In the electrospinning method, the collector when producing the fiber sheet constituting the fine fiber layer used in the present invention is not particularly limited, and may be collected directly on the collector, and disposed on the collector. You may collect on at least 1 type of base materials of fiber sheets, such as a nonwoven fabric, a woven fabric, and a net | network. When collecting on a substrate such as a nonwoven fabric, a woven fabric, or a net, the configuration of the substrate is not particularly limited, and may be a single-layer product composed of one type or a multilayer product composed of two or more types. These can be appropriately selected according to the function and the effect.
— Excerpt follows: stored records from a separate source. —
use std::cell::{Cell, RefCell};
use std::collections::HashMap;
use std::rc::Rc;

use num_complex::Complex64;

use super::{
    Analysis, AnalysisKey, AnalysisResult, CircuitTemplate, OperatingPoint, SignalSet, Variation,
};
use crate::config::AnalysisDefaults;
use crate::error::{NodeNotFoundError, Result, SimulationError};
use crate::metrics;

/// Transfer function vout / vin over an AC sweep.
#[derive(Debug, Clone, PartialEq)]
pub struct FrequencyResponse {
    pub frequencies: Vec<f64>,
    pub response: Vec<Complex64>,
}

/// Input and output waveforms of a transient run. `input` is `None` when the
/// deck has no recognizable input node.
#[derive(Debug, Clone, PartialEq)]
pub struct TransientResponse {
    pub times: Vec<f64>,
    pub input: Option<Vec<f64>>,
    pub output: Vec<f64>,
}

/// A template bound to concrete values.
///
/// Every distinct analysis request reaches the simulator at most once; results
/// live as long as the instance. Rebinding means creating a new instance.
pub struct CircuitInstance {
    template: CircuitTemplate,
    values: Vec<f64>,
    netlist: String,
    /// Sweeps behind the metric accessors
    defaults: AnalysisDefaults,
    results: RefCell<HashMap<AnalysisKey, Rc<AnalysisResult>>>,
    frequency: RefCell<HashMap<AnalysisKey, Rc<FrequencyResponse>>>,
    transient: RefCell<HashMap<AnalysisKey, Rc<TransientResponse>>>,
    simulations: Cell<usize>,
}

impl std::fmt::Debug for CircuitInstance {
    fn fmt(&self, f: &mut std::fmt::Formatter<'_>) -> std::fmt::Result {
        f.debug_struct("CircuitInstance")
            .field("values", &self.values)
            .field("netlist", &self.netlist)
            .field("simulations", &self.simulations.get())
            .finish_non_exhaustive()
    }
}

impl CircuitInstance {
    pub(crate) fn new(
        template: CircuitTemplate,
        values: Vec<f64>,
        netlist: String,
        defaults: AnalysisDefaults,
    ) -> Self {
        Self {
            template,
            values,
            netlist,
            defaults,
            results: RefCell::new(HashMap::new()),
            frequency: RefCell::new(HashMap::new()),
            transient: RefCell::new(HashMap::new()),
            simulations: Cell::new(0),
        }
    }

    pub fn template(&self) -> &CircuitTemplate {
        &self.template
    }

    pub fn values(&self) -> &[f64] {
        &self.values
    }

    pub fn defaults(&self) -> &AnalysisDefaults {
        &self.defaults
    }

    /// Bound value of a named parameter.
    pub fn parameter(&self, name: &str) -> Option<f64> {
        self.template
            .specification()
            .index_of(name)
            .map(|i| self.values[i])
    }

    pub fn netlist(&self) -> &str {
        &self.netlist
    }

    /// Number of simulator calls made so far.
    pub fn simulations(&self) -> usize {
        self.simulations.get()
    }

    /// Raw simulator output for `request`, simulated on first use.
    pub fn analysis(&self, request: &Analysis) -> Result<Rc<AnalysisResult>> {
        let key = request.key();
        if let Some(hit) = self.results.borrow().get(&key) {
            tracing::debug!(analysis = request.kind(), "analysis cache hit");
            return Ok(Rc::clone(hit));
        }

        tracing::debug!(analysis = ?request, "running simulator");
        self.simulations.set(self.simulations.get() + 1);
        let result = self.template.simulator().simulate(&self.netlist, request)?;

        if result.kind() != request.kind() {
            return Err(SimulationError::UnexpectedResult {
                expected: request.kind(),
                found: result.kind(),
            }
            .into());
        }

        let result = Rc::new(result);
        self.results.borrow_mut().insert(key, Rc::clone(&result));
        Ok(result)
    }

    pub fn get_input<S: SignalSet>(&self, set: &S) -> std::result::Result<Vec<S::Sample>, NodeNotFoundError> {
        self.template.aliases().input(set)
    }

    pub fn get_output<S: SignalSet>(&self, set: &S) -> std::result::Result<Vec<S::Sample>, NodeNotFoundError> {
        self.template.aliases().output(set)
    }

    /// vout / vin over an AC sweep.
    pub fn frequency_response(
        &self,
        start: f64,
        stop: f64,
        points: usize,
        variation: Variation,
    ) -> Result<Rc<FrequencyResponse>> {
        let request = Analysis::Ac {
            start,
            stop,
            points,
            variation,
        };
        let key = request.key();
        if let Some(hit) = self.frequency.borrow().get(&key) {
            return Ok(Rc::clone(hit));
        }

        let result = self.analysis(&request)?;
        let ac = result.as_frequency().ok_or(SimulationError::UnexpectedResult {
            expected: request.kind(),
            found: result.kind(),
        })?;

        let output = self.get_output(ac)?;
        let input = self.get_input(ac)?;
        let response = FrequencyResponse {
            frequencies: ac.frequencies.clone(),
            response: output.iter().zip(&input).map(|(o, i)| o / i).collect(),
        };

        let response = Rc::new(response);
        self.frequency.borrow_mut().insert(key, Rc::clone(&response));
        Ok(response)
    }

    pub fn transient_response(&self, start: f64, stop: f64, points: usize) -> Result<Rc<TransientResponse>> {
        let request = Analysis::Transient {
            start,
            stop,
            points,
        };
        let key = request.key();
        if let Some(hit) = self.transient.borrow().get(&key) {
            return Ok(Rc::clone(hit));
        }

        let result = self.analysis(&request)?;
        let tran = result.as_transient().ok_or(SimulationError::UnexpectedResult {
            expected: request.kind(),
            found: result.kind(),
        })?;

        let response = Rc::new(TransientResponse {
            times: tran.times.clone(),
            input: self.get_input(tran).ok(),
            output: self.get_output(tran)?,
        });
        self.transient.borrow_mut().insert(key, Rc::clone(&response));
        Ok(response)
    }

    pub fn operating_point(&self) -> Result<OperatingPoint> {
        let request = Analysis::OperatingPoint;
        let result = self.analysis(&request)?;
        result
            .as_operating_point()
            .cloned()
            .ok_or_else(|| {
                SimulationError::UnexpectedResult {
                    expected: request.kind(),
                    found: result.kind(),
                }
                .into()
            })
    }

    /// Quiescent power drawn from the supply rail.
    pub fn static_power(&self) -> Result<f64> {
        let op = self.operating_point()?;
        Ok(self.template.aliases().supply_power(&op)?)
    }

    fn default_frequency_response(&self) -> Result<Rc<FrequencyResponse>> {
        let ac = self.defaults.ac;
        self.frequency_response(ac.start, ac.stop, ac.points, ac.variation)
    }

    fn default_transient_response(&self) -> Result<Rc<TransientResponse>> {
        let tran = self.defaults.transient;
        self.transient_response(tran.start, tran.stop, tran.points)
    }

    pub fn bandwidth(&self) -> Result<f64> {
        let fr = self.default_frequency_response()?;
        Ok(metrics::bandwidth(&fr.frequencies, &fr.response)?)
    }

    pub fn unity_gain_frequency(&self) -> Result<f64> {
        let fr = self.default_frequency_response()?;
        Ok(metrics::unity_gain_frequency(&fr.frequencies, &fr.response)?)
    }

    pub fn phase_margin(&self) -> Result<f64> {
        let fr = self.default_frequency_response()?;
        Ok(metrics::phase_margin(&fr.frequencies, &fr.response)?)
    }

    pub fn gain_margin(&self) -> Result<f64> {
        let fr = self.default_frequency_response()?;
        Ok(metrics::gain_margin(&fr.frequencies, &fr.response)?)
    }

    pub fn gain(&self) -> Result<Complex64> {
        let fr = self.default_frequency_response()?;
        Ok(metrics::gain(&fr.frequencies, &fr.response)?)
    }

    /// Slew rate of the output over the default transient window.
    pub fn slew_rate(&self) -> Result<f64> {
        let tr = self.default_transient_response()?;
        Ok(metrics::slew_rate(&tr.times, &tr.output)?)
    }
}

#[cfg(test)]
mod tests {
    use super::*;
    use crate::error::Error;
    use crate::simulation::{Simulator, TransientAnalysis};

    fn template(simulator: Rc<dyn Simulator>) -> CircuitTemplate {
        CircuitTemplate::new("V1 vin 0 {v}", simulator)
    }

    #[test]
    fn mismatched_result_kind_is_rejected_and_not_cached() {
        let sim = |_: &str, _: &Analysis| -> std::result::Result<AnalysisResult, SimulationError> {
            Ok(AnalysisResult::Transient(TransientAnalysis::default()))
        };
        let circuit = template(Rc::new(sim)).instantiate(&[1.0]).unwrap();

        let err = circuit.operating_point().unwrap_err();
        assert!(matches!(
            err,
            Error::Simulation(SimulationError::UnexpectedResult {
                expected: "operating point",
                found: "transient",
            })
        ));
        assert!(circuit.operating_point().is_err());
        assert_eq!(circuit.simulations(), 2);
    }

    #[test]
    fn simulator_failures_propagate() {
        let sim = |_: &str, _: &Analysis| -> std::result::Result<AnalysisResult, SimulationError> {
            Err(SimulationError::Failed("convergence".into()))
        };
        let circuit = template(Rc::new(sim)).instantiate(&[1.0]).unwrap();
        assert!(matches!(
            circuit.bandwidth(),
            Err(Error::Simulation(SimulationError::Failed(msg))) if msg == "convergence"
        ));
    }

    #[test]
    fn transient_without_input_node_still_resolves_output() {
        let sim = |_: &str, _: &Analysis| -> std::result::Result<AnalysisResult, SimulationError> {
            Ok(AnalysisResult::Transient(TransientAnalysis {
                times: vec![0.0, 1e-9, 2e-9],
                nodes: vec![("VOUT".into(), vec![0.0, 1.0, 1.5])],
            }))
        };
        let circuit = template(Rc::new(sim)).instantiate(&[1.0]).unwrap();
        let tr = circuit.transient_response(0.0, 2e-9, 3).unwrap();
        assert_eq!(tr.input, None);
        assert_eq!(tr.output, [0.0, 1.0, 1.5]);
        assert_eq!(circuit.parameter("v"), Some(1.0));
        assert_eq!(circuit.parameter("w"), None);
    }
}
The basis weight of the substrate is not particularly limited, and the basis weight is preferably 15 g / m ² or more, and more preferably 30 g / m ² or more. Moreover, the average intensity | strength of the vertical direction of a base material and a horizontal direction is not specifically limited, It is preferable that it is 30 N / 50mm or more, and it is more preferable that it is 60 N / 50mm or more. When the basis weight and average strength of the substrate are large, the fiber sheet obtained by electrospinning can be prevented from shrinking due to changes over time, and the effect of reducing defects such as curling, peeling, and wrinkles can be obtained. A satisfactory effect is obtained if the average strength is 15 g / m ² or more, or an average strength of 30 N / 50 mm or more, and a sufficient effect is obtained if the basis weight is 30 g / m ² or the average strength is 60 N / 50 mm or more. When such a base material is used, this base material can be used as a fine fiber support layer.

  When a polyolefin-based material such as polypropylene or polyethylene is used as the material constituting the fine fiber support layer (hereinafter also referred to as a base material), it has a characteristic of excellent chemical resistance, and the chemical resistance is It can be suitably used for necessary applications such as a liquid filter. Polyester materials such as polyethylene terephthalate, polybutyterephthalate, polylactic acid, or copolymers based on these have high wettability with adhesive components such as hot melt, and when products are processed by hot melt bonding It can be preferably used. A base material whose surface is composed of a polypropylene-based material or a polyester-based material can be suitably used because it can be bonded by ultrasonic waves. However, in the present invention, since it is desirable that the number of materials used for one filter is small, it is desirable to use the same material as the material constituting the prefiltration layer described later.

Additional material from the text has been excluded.